- _Work order_
Below is a block of entries; repeat exactly the lines starting at the line that contains "assert_eq!(report.pages_processed, Some(2));" and ending at the line that contains "assert_eq!(report.original_count, 0);", both included.

- _Provided records_
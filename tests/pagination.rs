//! Paginated harvesting against a simulated listing site

use table_harvest::dom::element::PAGINATION_ANALYTICS_ID;
use table_harvest::dom::{ControlNode, Landmark, PageSnapshot, Table};
use table_harvest::harvest::{ControlHandle, HarvestEvent, Harvester, PageHost, PaginationConfig, StopReason};
use table_harvest::{HarvestError, Result};

const HEADER: [&str; 3] = ["Business Name", "Phone", "City"];

/// How the simulated site exposes its pager
#[derive(Clone, Copy)]
enum Pager {
    /// Analytics-tagged buttons for every page, so the total is known up front
    Numbered,
    /// A single `data-page` link to the next page, no total anywhere
    NextLinkOnly,
    /// No pagination controls at all
    None,
}

struct ListingSite {
    pages: Vec<Table>,
    current: usize,
    pager: Pager,
    /// Table signature never changes, as on sites that rerender in place
    frozen_signature: bool,
    /// Page (1-based) whose extraction fails
    failing_page: Option<usize>,
    label: Option<&'static str>,
    /// Class attribute of the numbered pager buttons
    button_class: Option<&'static str>,
    activations: Vec<u32>,
}

impl ListingSite {
    fn new(pages: Vec<Table>, pager: Pager) -> Self {
        Self {
            pages,
            current: 0,
            pager,
            frozen_signature: false,
            failing_page: None,
            label: None,
            button_class: None,
            activations: Vec::new(),
        }
    }

    fn controls(&self) -> Vec<ControlNode> {
        let count = self.pages.len();
        match self.pager {
            Pager::Numbered => (1..=count)
                .map(|page| {
                    let button = ControlNode::new("button")
                        .with_attribute("analyticsid", PAGINATION_ANALYTICS_ID)
                        .with_attribute("analyticsval1", page.to_string())
                        .with_span_text(page.to_string())
                        .with_index(page - 1);
                    match self.button_class {
                        Some(class) => button.with_attribute("class", class),
                        None => button,
                    }
                })
                .collect(),
            Pager::NextLinkOnly if self.current + 1 < count => {
                vec![
                    ControlNode::new("a")
                        .with_attribute("data-page", (self.current + 2).to_string())
                        .with_text("Next")
                        .with_index(0),
                ]
            }
            Pager::NextLinkOnly | Pager::None => Vec::new(),
        }
    }
}

impl PageHost for ListingSite {
    fn extract_table(&mut self) -> Result<Table> {
        if self.failing_page == Some(self.current + 1) {
            return Err(HarvestError::EvaluationFailed("page crashed".to_string()));
        }
        Ok(self.pages[self.current].clone())
    }

    fn snapshot(&mut self) -> Result<PageSnapshot> {
        let landmarks = self
            .label
            .map(|label| vec![Landmark::new("#agent-name", label)])
            .unwrap_or_default();
        Ok(PageSnapshot::new(self.controls(), landmarks, ""))
    }

    fn activate(&mut self, control: &ControlHandle) -> Result<()> {
        self.activations.push(control.page);
        self.current = control.page as usize - 1;
        Ok(())
    }

    fn table_signature(&mut self) -> Result<Option<String>> {
        if self.frozen_signature {
            return Ok(Some("static".to_string()));
        }
        Ok(Some(format!("{:?}", self.pages[self.current])))
    }
}

fn page(rows: &[(&str, &str)]) -> Table {
    let mut table = Table::new();
    table.push(HEADER.iter().map(|s| s.to_string()).collect());
    for (name, phone) in rows {
        table.push(vec![name.to_string(), phone.to_string(), "Lyon".to_string()]);
    }
    table
}

fn three_pages() -> Vec<Table> {
    vec![
        page(&[("Acme Realty", "01 23 45 67 01"), ("Beta Homes", "01 23 45 67 02")]),
        page(&[("Gamma Immo", "01 23 45 67 03"), ("Delta & Co", "01 23 45 67 04")]),
        page(&[("Epsilon", "01 23 45 67 05")]),
    ]
}

fn harvester() -> Harvester {
    Harvester::new(PaginationConfig::immediate())
}

fn stopped(report_events: &[HarvestEvent]) -> Option<&StopReason> {
    report_events.iter().find_map(|event| match event {
        HarvestEvent::PaginationStopped { reason, .. } => Some(reason),
        _ => None,
    })
}

#[test]
fn known_total_visits_every_page() {
    let mut site = ListingSite::new(three_pages(), Pager::Numbered);
    let report = harvester().extract_all_pages(&mut site).unwrap();

    assert_eq!(site.activations, vec![2, 3]);
    assert_eq!(report.pages_processed, Some(3));
    assert_eq!(report.original_count, 5);
    assert_eq!(report.deduplicated_count, 5);
    assert_eq!(report.rows.len(), 6);
    assert_eq!(stopped(&report.events), Some(&StopReason::LastPageReached));
    assert!(report.events.contains(&HarvestEvent::TotalPagesDetected {
        total: Some(3),
        strategy: Some("pagination_attribute".to_string()),
    }));
}

#[test]
fn disabled_variant_class_does_not_stop_enabled_buttons() {
    let mut site = ListingSite::new(three_pages(), Pager::Numbered);
    site.button_class = Some("px-2 disabled:opacity-50");
    let report = harvester().extract_all_pages(&mut site).unwrap();

    assert_eq!(site.activations, vec![2, 3]);
    assert_eq!(report.pages_processed, Some(3));
    assert_eq!(stopped(&report.events), Some(&StopReason::LastPageReached));
}

#[test]
fn header_is_kept_once() {
    let mut site = ListingSite::new(three_pages(), Pager::Numbered);
    let report = harvester().extract_all_pages(&mut site).unwrap();

    let header: Vec<String> = HEADER.iter().map(|s| s.to_string()).collect();
    assert_eq!(report.rows.header(), Some(header.as_slice()));
    assert_eq!(report.rows.rows().iter().filter(|row| **row == header).count(), 1);
    assert_eq!(report.rows.rows()[5][0], "Epsilon");
}

#[test]
fn counts_leave_the_header_out() {
    let mut site = ListingSite::new(three_pages(), Pager::None);
    let report = harvester().extract_single_page(&mut site).unwrap();

    assert_eq!(report.rows.len(), 3);
    assert_eq!(report.original_count, 2);
    assert_eq!(report.deduplicated_count, 2);
    assert_eq!(report.status_message(), "Export completed! 2 rows exported.");
}

#[test]
fn missing_pager_yields_one_page() {
    let mut site = ListingSite::new(three_pages(), Pager::None);
    let report = harvester().extract_all_pages(&mut site).unwrap();

    assert!(site.activations.is_empty());
    assert_eq!(report.pages_processed, Some(1));
    assert_eq!(report.deduplicated_count, 2);
    assert_eq!(stopped(&report.events), Some(&StopReason::NoNextControl));
}

#[test]
fn unknown_total_follows_controls_until_none_left() {
    let mut site = ListingSite::new(three_pages(), Pager::NextLinkOnly);
    let report = harvester().extract_all_pages(&mut site).unwrap();

    assert_eq!(site.activations, vec![2, 3]);
    assert_eq!(report.pages_processed, Some(3));
    assert_eq!(report.deduplicated_count, 5);
    assert_eq!(stopped(&report.events), Some(&StopReason::NoNextControl));
    assert!(report.events.contains(&HarvestEvent::TotalPagesDetected { total: None, strategy: None }));
    assert!(report.events.contains(&HarvestEvent::NavigationStarted {
        page: 2,
        strategy: "generic_attribute".to_string(),
    }));
}

#[test]
fn duplicates_across_pages_are_dropped() {
    let pages = vec![
        page(&[("Acme Realty", "01 23 45 67 01"), ("Beta Homes", "01 23 45 67 02")]),
        page(&[("ACME Realty.", "09 99 99 99 99"), ("Gamma Immo", "01 23 45 67 02")]),
        page(&[("Delta", "01 23 45 67 04")]),
    ];
    let mut site = ListingSite::new(pages, Pager::Numbered);
    let report = harvester().extract_all_pages(&mut site).unwrap();

    assert_eq!(report.original_count, 5);
    assert_eq!(report.deduplicated_count, 3);
    assert_eq!(report.duplicates_removed(), 2);
    assert_eq!(report.status_message(), "Export completed! 3 rows exported (2 duplicates removed).");

    let names: Vec<&str> = report.rows.data_rows().iter().map(|row| row[0].as_str()).collect();
    assert_eq!(names, vec!["Acme Realty", "Beta Homes", "Delta"]);
}

#[test]
fn stabilization_timeout_warns_and_continues() {
    let mut site = ListingSite::new(three_pages(), Pager::Numbered);
    site.frozen_signature = true;
    let report = harvester().extract_all_pages(&mut site).unwrap();

    assert_eq!(report.pages_processed, Some(3));
    assert_eq!(report.deduplicated_count, 5);

    let timed_out: Vec<u32> = report
        .events
        .iter()
        .filter_map(|event| match event {
            HarvestEvent::StabilizationTimedOut { page, .. } => Some(*page),
            _ => None,
        })
        .collect();
    assert_eq!(timed_out, vec![2, 3]);
    assert_eq!(report.warnings().count(), 2);
}

#[test]
fn changed_table_is_reported_stable() {
    let mut site = ListingSite::new(three_pages(), Pager::Numbered);
    let report = harvester().extract_all_pages(&mut site).unwrap();

    assert!(report
        .events
        .iter()
        .any(|event| matches!(event, HarvestEvent::PageStabilized { page: 2, .. })));
    assert_eq!(report.warnings().count(), 0);
}

#[test]
fn host_error_fails_the_run() {
    let mut site = ListingSite::new(three_pages(), Pager::Numbered);
    site.failing_page = Some(2);

    let result = harvester().extract_all_pages(&mut site);
    assert!(matches!(result, Err(HarvestError::EvaluationFailed(_))));
    assert_eq!(site.activations, vec![2]);
}

#[test]
fn max_pages_caps_the_walk() {
    let mut site = ListingSite::new(three_pages(), Pager::Numbered);
    let report = Harvester::new(PaginationConfig::immediate().max_pages(2))
        .extract_all_pages(&mut site)
        .unwrap();

    assert_eq!(site.activations, vec![2]);
    assert_eq!(report.pages_processed, Some(2));
    assert_eq!(report.deduplicated_count, 4);
    assert_eq!(stopped(&report.events), Some(&StopReason::MaxPagesReached));
}

#[test]
fn table_without_identity_columns_is_returned_unchanged() {
    let table: Table = vec![
        vec!["City", "Count"],
        vec!["Lyon", "3"],
        vec!["Lyon", "3"],
    ]
    .into_iter()
    .collect();
    let mut site = ListingSite::new(vec![table.clone()], Pager::None);
    let report = harvester().extract_all_pages(&mut site).unwrap();

    assert!(report.deduplication_skipped);
    assert_eq!(report.rows, table);
    assert_eq!(report.original_count, 2);
    assert_eq!(report.deduplicated_count, 2);
    assert!(report.events.contains(&HarvestEvent::DeduplicationSkipped));
    assert_eq!(report.warnings().count(), 1);
}

#[test]
fn listing_label_names_the_report() {
    let mut site = ListingSite::new(three_pages(), Pager::None);
    site.label = Some("  Lyon 3e  ");
    let report = harvester().extract_single_page(&mut site).unwrap();

    assert_eq!(report.city_name.as_deref(), Some("Lyon 3e"));
    assert_eq!(report.pages_processed, None);
    assert!(!report.is_complete());
}

#[test]
fn empty_page_reports_no_table() {
    let mut site = ListingSite::new(vec![Table::new()], Pager::None);
    let report = harvester().extract_single_page(&mut site).unwrap();

    assert!(report.rows.is_empty());
    assert_eq!(report.original_count, 0);
    assert_eq!(report.status_message(), "No table found on this page.");
}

- _Answer for the task_
    assert_eq!(report.pages_processed, Some(2));
    assert_eq!(report.deduplicated_count, 4);
    assert_eq!(stopped(&report.events), Some(&StopReason::MaxPagesReached));
}

#[test]
fn table_without_identity_columns_is_returned_unchanged() {
    let table: Table = vec![
        vec!["City", "Count"],
        vec!["Lyon", "3"],
        vec!["Lyon", "3"],
    ]
    .into_iter()
    .collect();
    let mut site = ListingSite::new(vec![table.clone()], Pager::None);
    let report = harvester().extract_all_pages(&mut site).unwrap();

    assert!(report.deduplication_skipped);
    assert_eq!(report.rows, table);
    assert_eq!(report.original_count, 2);
    assert_eq!(report.deduplicated_count, 2);
    assert!(report.events.contains(&HarvestEvent::DeduplicationSkipped));
    assert_eq!(report.warnings().count(), 1);
}

#[test]
fn listing_label_names_the_report() {
    let mut site = ListingSite::new(three_pages(), Pager::None);
    site.label = Some("  Lyon 3e  ");
    let report = harvester().extract_single_page(&mut site).unwrap();

    assert_eq!(report.city_name.as_deref(), Some("Lyon 3e"));
    assert_eq!(report.pages_processed, None);
    assert!(!report.is_complete());
}

#[test]
fn empty_page_reports_no_table() {
    let mut site = ListingSite::new(vec![Table::new()], Pager::None);
    let report = harvester().extract_single_page(&mut site).unwrap();

    assert!(report.rows.is_empty());
    assert_eq!(report.original_count, 0);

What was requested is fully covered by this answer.